#### Problem to solve:
For each line below that includes the string "pair", show the whole line.

↓↓↓

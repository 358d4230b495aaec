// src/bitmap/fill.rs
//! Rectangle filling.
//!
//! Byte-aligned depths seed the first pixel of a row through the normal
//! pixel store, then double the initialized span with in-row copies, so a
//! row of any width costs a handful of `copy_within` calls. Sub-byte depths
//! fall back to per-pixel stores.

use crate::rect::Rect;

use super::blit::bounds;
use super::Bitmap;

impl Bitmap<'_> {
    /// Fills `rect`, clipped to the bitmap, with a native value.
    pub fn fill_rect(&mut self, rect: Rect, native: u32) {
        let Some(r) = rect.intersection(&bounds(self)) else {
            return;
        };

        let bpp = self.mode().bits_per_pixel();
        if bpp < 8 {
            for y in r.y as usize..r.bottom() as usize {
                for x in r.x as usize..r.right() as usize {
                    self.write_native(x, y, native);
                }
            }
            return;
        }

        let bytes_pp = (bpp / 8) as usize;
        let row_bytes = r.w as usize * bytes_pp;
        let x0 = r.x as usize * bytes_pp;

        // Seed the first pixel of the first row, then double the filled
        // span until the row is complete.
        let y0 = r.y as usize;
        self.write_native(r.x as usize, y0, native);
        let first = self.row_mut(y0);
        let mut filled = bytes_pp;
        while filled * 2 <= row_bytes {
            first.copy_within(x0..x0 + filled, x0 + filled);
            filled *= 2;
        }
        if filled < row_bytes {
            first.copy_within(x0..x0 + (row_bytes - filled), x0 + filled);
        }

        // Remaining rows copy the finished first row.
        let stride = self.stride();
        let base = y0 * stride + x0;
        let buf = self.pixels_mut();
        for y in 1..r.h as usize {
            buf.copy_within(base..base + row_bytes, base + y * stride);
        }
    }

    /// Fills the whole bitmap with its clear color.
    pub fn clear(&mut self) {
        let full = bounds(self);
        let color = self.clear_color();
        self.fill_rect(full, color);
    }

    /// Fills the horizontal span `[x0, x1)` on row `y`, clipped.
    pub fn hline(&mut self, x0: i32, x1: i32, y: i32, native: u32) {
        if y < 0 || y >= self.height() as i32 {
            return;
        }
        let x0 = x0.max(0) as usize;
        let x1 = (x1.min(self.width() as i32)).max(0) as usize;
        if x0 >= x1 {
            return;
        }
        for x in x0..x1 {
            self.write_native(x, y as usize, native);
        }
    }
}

↑↑↑
↓↓↓

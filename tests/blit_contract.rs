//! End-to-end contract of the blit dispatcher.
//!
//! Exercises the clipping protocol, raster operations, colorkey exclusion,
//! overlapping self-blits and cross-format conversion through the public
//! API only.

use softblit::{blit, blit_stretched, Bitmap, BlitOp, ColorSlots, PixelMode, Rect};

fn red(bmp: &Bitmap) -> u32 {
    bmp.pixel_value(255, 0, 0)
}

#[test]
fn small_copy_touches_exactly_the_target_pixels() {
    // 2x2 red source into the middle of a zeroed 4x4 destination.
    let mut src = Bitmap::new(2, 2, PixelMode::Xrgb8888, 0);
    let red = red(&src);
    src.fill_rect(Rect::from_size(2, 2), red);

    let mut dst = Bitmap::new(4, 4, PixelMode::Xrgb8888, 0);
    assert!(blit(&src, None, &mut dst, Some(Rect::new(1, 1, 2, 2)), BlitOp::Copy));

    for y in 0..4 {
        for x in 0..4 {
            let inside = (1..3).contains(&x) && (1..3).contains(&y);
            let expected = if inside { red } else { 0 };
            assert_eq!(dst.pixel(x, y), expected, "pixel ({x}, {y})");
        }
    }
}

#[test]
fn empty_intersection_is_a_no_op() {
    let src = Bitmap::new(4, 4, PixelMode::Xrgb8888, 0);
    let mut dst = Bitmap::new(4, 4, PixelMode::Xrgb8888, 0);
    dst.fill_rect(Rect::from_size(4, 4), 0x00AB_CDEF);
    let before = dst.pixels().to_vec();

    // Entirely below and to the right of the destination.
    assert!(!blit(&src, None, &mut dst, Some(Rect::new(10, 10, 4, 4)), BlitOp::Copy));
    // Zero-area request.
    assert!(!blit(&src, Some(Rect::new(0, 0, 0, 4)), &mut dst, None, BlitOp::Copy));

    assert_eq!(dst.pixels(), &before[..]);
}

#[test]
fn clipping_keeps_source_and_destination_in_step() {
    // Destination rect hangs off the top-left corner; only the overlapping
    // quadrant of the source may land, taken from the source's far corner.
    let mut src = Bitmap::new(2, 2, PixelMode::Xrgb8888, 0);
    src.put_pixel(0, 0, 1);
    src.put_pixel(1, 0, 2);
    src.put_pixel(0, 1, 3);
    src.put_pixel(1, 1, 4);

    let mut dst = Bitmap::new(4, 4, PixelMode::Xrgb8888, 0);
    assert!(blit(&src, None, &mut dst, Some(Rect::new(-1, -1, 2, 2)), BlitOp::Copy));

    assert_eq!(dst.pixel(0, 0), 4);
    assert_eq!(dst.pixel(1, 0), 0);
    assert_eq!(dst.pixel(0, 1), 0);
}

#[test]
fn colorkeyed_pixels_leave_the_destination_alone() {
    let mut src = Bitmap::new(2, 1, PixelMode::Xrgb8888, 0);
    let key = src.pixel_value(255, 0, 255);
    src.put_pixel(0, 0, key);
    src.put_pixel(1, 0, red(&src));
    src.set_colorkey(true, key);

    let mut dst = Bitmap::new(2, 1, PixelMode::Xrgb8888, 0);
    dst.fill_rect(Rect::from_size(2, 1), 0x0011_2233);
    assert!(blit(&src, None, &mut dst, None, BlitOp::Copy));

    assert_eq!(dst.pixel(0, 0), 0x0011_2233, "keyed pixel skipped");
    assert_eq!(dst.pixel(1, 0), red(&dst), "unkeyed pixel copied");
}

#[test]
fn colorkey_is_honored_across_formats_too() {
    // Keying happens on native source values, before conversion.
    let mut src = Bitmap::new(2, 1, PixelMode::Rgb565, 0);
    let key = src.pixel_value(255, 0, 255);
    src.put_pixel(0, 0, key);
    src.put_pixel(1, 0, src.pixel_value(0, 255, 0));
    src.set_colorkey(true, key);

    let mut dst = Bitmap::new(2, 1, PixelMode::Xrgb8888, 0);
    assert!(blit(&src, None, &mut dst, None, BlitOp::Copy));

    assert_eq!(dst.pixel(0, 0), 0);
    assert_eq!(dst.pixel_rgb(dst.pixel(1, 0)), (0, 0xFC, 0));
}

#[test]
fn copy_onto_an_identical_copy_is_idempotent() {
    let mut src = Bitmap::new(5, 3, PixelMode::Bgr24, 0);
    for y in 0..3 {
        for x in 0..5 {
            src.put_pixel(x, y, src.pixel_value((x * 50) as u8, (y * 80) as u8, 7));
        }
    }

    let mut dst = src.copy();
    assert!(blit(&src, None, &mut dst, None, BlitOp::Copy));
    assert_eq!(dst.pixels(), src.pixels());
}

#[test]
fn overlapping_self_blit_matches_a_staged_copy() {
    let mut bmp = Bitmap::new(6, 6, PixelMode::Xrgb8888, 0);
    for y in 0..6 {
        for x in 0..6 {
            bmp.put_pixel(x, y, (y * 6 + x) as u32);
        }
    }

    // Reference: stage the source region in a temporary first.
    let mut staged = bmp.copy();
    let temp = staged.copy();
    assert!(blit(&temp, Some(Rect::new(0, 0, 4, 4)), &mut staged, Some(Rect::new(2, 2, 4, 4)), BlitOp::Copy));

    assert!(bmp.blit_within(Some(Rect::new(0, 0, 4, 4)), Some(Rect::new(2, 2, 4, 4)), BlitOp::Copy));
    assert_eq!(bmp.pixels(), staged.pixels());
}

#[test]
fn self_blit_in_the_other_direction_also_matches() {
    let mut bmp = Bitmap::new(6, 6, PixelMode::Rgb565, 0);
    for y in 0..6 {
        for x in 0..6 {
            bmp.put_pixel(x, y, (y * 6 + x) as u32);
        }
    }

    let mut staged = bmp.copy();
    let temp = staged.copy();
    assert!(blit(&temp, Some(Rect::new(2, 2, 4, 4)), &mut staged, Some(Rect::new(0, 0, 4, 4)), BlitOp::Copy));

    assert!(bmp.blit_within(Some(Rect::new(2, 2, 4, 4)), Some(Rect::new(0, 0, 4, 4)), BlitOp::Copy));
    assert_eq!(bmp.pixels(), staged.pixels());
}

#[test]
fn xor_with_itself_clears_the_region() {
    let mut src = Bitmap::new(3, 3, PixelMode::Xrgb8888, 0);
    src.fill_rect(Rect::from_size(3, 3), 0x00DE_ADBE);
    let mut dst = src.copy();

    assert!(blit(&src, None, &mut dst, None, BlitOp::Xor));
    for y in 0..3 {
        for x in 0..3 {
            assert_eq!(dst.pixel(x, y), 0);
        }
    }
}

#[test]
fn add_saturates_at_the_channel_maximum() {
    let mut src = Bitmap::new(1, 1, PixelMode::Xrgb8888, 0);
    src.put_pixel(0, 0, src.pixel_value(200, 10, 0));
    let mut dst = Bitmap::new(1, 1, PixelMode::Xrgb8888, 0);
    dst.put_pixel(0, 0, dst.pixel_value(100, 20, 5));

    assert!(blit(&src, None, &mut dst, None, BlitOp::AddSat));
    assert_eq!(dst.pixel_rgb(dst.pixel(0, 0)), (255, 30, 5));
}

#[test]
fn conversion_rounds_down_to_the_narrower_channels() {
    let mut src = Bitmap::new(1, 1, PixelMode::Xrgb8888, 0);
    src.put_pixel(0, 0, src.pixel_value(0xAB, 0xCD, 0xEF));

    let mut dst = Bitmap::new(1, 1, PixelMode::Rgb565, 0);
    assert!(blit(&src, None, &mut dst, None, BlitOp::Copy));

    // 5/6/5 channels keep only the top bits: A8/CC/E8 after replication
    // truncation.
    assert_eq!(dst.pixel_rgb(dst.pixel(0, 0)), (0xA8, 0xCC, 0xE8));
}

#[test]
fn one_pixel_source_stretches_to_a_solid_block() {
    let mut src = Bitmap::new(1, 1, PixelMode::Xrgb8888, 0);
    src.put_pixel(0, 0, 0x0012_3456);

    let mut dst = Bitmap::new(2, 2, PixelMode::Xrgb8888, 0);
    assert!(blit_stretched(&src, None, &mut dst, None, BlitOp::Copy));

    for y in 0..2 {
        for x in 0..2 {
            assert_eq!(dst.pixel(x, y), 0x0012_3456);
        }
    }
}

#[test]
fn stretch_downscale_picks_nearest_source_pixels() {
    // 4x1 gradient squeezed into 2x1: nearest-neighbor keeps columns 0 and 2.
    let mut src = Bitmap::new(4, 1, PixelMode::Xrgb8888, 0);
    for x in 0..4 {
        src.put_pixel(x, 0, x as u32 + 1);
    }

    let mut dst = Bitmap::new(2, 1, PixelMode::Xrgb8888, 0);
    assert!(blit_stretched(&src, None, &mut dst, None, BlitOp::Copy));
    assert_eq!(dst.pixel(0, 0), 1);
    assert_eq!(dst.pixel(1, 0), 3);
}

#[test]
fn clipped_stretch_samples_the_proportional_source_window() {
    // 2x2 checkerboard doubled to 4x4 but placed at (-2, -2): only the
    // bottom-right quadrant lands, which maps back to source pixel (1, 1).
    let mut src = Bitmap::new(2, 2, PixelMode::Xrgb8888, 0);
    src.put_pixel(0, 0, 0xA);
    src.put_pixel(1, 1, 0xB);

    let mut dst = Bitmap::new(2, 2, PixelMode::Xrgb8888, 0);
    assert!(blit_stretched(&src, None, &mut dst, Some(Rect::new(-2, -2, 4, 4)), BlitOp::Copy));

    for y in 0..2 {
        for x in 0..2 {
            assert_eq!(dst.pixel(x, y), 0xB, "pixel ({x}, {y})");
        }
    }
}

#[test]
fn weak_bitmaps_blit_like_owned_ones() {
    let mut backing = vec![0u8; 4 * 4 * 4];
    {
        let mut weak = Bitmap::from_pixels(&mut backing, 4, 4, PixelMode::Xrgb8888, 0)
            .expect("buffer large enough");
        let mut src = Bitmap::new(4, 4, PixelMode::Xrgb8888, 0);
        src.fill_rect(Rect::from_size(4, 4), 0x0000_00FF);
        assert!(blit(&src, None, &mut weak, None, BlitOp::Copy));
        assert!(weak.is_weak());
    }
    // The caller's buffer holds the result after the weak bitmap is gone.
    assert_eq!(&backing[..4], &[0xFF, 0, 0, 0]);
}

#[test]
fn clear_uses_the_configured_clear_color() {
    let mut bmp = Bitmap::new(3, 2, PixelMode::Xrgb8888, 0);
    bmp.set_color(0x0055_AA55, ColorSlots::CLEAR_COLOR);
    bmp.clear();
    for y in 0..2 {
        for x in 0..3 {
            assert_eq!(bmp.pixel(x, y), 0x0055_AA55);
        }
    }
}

↑↑↑
↓↓↓

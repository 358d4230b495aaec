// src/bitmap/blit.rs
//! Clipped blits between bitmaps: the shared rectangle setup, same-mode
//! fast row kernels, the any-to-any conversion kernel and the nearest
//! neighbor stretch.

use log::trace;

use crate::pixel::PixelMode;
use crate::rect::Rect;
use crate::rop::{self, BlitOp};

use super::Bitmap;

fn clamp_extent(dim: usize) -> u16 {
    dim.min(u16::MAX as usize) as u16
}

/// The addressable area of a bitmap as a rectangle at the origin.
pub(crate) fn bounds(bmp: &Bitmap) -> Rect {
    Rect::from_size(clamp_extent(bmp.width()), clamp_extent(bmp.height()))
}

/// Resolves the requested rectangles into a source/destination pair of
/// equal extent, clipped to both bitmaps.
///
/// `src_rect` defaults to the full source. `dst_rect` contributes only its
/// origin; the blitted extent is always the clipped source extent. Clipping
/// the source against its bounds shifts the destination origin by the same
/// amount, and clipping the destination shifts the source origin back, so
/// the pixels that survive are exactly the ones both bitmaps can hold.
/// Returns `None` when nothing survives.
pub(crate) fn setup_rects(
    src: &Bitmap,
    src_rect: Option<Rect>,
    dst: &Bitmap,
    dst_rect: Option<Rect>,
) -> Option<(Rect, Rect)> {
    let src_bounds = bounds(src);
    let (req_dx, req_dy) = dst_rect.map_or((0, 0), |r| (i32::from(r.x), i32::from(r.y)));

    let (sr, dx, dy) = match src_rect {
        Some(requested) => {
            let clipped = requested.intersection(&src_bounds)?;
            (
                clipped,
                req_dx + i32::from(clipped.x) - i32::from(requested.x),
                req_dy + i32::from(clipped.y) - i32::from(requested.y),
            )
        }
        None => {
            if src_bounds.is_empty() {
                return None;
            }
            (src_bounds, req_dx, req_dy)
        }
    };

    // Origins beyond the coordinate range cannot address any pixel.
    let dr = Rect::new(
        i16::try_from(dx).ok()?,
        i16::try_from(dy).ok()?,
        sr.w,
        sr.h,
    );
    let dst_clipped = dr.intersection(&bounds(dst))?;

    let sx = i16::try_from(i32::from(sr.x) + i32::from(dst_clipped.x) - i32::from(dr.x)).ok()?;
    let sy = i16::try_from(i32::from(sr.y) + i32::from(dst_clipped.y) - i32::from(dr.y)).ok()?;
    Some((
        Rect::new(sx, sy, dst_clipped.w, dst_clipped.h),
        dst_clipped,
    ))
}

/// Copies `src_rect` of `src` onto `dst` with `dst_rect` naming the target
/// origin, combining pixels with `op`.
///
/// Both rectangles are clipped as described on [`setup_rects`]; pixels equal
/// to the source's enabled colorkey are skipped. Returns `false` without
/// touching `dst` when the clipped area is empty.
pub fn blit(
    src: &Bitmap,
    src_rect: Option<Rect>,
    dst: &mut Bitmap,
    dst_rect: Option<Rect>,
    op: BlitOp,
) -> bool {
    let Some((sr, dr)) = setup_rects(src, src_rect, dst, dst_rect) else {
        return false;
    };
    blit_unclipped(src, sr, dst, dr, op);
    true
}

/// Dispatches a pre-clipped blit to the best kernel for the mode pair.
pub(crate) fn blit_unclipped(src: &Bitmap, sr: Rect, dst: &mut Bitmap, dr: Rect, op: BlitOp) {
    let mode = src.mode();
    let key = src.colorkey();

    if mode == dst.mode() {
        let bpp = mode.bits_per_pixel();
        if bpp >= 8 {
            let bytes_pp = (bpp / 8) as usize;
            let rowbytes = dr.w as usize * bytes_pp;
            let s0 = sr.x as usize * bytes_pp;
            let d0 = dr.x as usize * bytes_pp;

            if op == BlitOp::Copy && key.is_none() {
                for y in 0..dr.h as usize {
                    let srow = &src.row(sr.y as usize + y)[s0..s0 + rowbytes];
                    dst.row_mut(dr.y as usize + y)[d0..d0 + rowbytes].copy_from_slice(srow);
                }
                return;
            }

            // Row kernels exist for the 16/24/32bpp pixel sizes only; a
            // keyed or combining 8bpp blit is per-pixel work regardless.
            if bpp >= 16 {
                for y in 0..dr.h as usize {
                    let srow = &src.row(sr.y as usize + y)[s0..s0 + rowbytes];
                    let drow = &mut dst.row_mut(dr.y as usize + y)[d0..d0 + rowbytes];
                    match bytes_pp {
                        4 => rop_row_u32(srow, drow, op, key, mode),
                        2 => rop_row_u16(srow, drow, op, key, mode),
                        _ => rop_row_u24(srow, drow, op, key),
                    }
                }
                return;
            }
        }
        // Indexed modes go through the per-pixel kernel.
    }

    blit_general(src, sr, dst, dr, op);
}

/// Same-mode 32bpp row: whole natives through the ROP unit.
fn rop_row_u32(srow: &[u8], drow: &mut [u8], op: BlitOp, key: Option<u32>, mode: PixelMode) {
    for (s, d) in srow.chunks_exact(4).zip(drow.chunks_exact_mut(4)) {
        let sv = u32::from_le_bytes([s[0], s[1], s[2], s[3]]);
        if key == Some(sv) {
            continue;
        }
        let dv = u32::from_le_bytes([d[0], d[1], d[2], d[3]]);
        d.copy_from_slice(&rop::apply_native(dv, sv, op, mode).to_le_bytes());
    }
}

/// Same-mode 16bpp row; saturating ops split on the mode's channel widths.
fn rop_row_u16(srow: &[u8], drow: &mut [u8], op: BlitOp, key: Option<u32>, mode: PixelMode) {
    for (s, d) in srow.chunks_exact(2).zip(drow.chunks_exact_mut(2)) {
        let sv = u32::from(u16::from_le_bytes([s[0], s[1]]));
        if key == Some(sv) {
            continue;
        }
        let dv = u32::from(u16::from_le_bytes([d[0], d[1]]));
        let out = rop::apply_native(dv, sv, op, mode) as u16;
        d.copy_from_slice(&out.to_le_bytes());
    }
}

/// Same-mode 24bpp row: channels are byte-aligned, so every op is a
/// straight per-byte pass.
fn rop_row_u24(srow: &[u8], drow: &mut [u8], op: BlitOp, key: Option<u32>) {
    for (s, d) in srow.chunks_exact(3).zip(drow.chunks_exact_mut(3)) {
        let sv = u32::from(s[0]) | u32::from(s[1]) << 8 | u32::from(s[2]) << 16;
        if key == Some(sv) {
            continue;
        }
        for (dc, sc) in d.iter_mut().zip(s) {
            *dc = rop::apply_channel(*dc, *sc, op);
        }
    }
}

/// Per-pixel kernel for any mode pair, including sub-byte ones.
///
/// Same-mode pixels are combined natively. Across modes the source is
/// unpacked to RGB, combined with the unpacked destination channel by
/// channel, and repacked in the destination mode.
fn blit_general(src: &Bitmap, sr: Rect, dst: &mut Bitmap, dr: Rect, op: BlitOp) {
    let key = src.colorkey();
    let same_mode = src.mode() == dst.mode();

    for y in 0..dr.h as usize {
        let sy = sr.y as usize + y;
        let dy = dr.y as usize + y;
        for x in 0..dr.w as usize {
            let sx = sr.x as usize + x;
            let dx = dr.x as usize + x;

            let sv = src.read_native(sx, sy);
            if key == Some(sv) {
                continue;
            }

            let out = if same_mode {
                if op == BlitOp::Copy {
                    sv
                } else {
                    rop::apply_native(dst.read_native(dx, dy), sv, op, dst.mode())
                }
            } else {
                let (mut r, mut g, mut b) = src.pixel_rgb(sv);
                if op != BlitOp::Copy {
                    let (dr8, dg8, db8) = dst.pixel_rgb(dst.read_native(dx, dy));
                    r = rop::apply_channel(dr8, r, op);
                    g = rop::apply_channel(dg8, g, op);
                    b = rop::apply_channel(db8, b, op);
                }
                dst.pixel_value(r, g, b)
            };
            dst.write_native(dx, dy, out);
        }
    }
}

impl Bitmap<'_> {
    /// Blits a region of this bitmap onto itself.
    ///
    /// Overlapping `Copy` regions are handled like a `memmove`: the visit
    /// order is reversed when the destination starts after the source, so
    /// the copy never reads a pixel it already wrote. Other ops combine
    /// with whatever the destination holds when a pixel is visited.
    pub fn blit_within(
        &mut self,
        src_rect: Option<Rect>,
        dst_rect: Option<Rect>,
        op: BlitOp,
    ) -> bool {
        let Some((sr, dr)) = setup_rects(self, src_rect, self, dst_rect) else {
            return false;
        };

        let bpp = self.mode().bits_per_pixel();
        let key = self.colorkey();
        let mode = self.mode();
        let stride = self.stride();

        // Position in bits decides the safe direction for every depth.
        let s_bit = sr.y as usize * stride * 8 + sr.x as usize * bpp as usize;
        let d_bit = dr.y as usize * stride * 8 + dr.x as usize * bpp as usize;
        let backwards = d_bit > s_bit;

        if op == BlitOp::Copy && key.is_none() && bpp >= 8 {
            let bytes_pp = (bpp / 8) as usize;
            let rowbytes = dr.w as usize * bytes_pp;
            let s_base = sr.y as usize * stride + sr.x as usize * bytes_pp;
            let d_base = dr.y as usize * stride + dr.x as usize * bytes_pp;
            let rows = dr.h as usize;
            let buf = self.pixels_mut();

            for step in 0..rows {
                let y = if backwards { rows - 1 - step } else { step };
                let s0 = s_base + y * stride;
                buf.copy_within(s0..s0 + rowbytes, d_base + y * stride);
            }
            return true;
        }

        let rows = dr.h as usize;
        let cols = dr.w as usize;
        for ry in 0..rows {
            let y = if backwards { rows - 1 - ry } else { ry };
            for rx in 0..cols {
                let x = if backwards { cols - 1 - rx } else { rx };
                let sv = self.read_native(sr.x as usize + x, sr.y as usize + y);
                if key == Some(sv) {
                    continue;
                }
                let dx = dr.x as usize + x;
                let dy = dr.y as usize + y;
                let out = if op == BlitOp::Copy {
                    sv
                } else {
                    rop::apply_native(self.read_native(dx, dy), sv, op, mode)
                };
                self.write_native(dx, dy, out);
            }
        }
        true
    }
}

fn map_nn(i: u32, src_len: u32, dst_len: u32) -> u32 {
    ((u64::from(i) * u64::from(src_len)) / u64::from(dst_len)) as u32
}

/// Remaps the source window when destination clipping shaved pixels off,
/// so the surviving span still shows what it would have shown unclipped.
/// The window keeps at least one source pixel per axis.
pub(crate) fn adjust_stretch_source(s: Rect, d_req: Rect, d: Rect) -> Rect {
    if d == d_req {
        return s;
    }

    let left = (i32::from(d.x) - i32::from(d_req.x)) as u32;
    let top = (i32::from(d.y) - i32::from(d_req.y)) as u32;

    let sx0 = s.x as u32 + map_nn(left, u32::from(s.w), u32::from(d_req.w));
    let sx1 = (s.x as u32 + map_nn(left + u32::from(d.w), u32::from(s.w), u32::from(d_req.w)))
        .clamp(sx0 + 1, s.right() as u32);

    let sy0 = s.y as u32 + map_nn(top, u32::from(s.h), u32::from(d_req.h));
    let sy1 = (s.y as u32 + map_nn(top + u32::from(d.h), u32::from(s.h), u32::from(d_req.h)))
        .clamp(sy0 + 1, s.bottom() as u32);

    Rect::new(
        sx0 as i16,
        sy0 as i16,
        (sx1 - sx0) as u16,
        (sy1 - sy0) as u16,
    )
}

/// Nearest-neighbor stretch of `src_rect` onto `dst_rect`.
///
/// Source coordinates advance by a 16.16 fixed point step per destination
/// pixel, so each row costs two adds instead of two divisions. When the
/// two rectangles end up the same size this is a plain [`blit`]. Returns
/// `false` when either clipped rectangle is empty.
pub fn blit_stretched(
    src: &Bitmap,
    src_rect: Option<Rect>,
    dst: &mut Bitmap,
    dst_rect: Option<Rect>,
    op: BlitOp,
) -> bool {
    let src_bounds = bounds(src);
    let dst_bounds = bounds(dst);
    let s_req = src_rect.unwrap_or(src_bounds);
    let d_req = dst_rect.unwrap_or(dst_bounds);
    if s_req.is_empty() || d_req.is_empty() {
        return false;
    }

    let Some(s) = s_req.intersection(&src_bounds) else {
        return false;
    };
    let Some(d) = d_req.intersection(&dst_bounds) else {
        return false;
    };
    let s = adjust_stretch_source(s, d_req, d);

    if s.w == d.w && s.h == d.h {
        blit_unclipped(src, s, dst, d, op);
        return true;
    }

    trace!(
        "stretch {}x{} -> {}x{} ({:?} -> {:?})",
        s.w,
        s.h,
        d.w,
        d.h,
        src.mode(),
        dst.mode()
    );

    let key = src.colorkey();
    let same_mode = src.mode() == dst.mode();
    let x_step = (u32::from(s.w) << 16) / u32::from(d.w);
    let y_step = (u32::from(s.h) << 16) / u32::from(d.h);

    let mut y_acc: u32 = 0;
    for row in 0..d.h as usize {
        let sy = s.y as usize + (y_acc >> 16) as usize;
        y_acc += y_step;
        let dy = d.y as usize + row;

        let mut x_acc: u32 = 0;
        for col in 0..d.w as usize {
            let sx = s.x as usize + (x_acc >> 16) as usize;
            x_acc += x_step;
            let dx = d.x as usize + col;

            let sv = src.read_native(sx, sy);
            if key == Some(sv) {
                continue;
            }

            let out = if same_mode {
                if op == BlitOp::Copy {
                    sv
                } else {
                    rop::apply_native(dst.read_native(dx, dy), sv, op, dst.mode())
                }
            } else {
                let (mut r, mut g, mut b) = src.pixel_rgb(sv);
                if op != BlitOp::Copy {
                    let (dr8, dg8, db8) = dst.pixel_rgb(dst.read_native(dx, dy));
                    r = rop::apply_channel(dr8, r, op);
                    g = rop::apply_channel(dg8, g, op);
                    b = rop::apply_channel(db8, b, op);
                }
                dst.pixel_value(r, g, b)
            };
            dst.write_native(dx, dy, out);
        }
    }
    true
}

↑↑↑

#### Task answer:
/// Resolves the requested rectangles into a source/destination pair of
/// Dispatches a pre-clipped blit to the best kernel for the mode pair.
/// Per-pixel kernel for any mode pair, including sub-byte ones.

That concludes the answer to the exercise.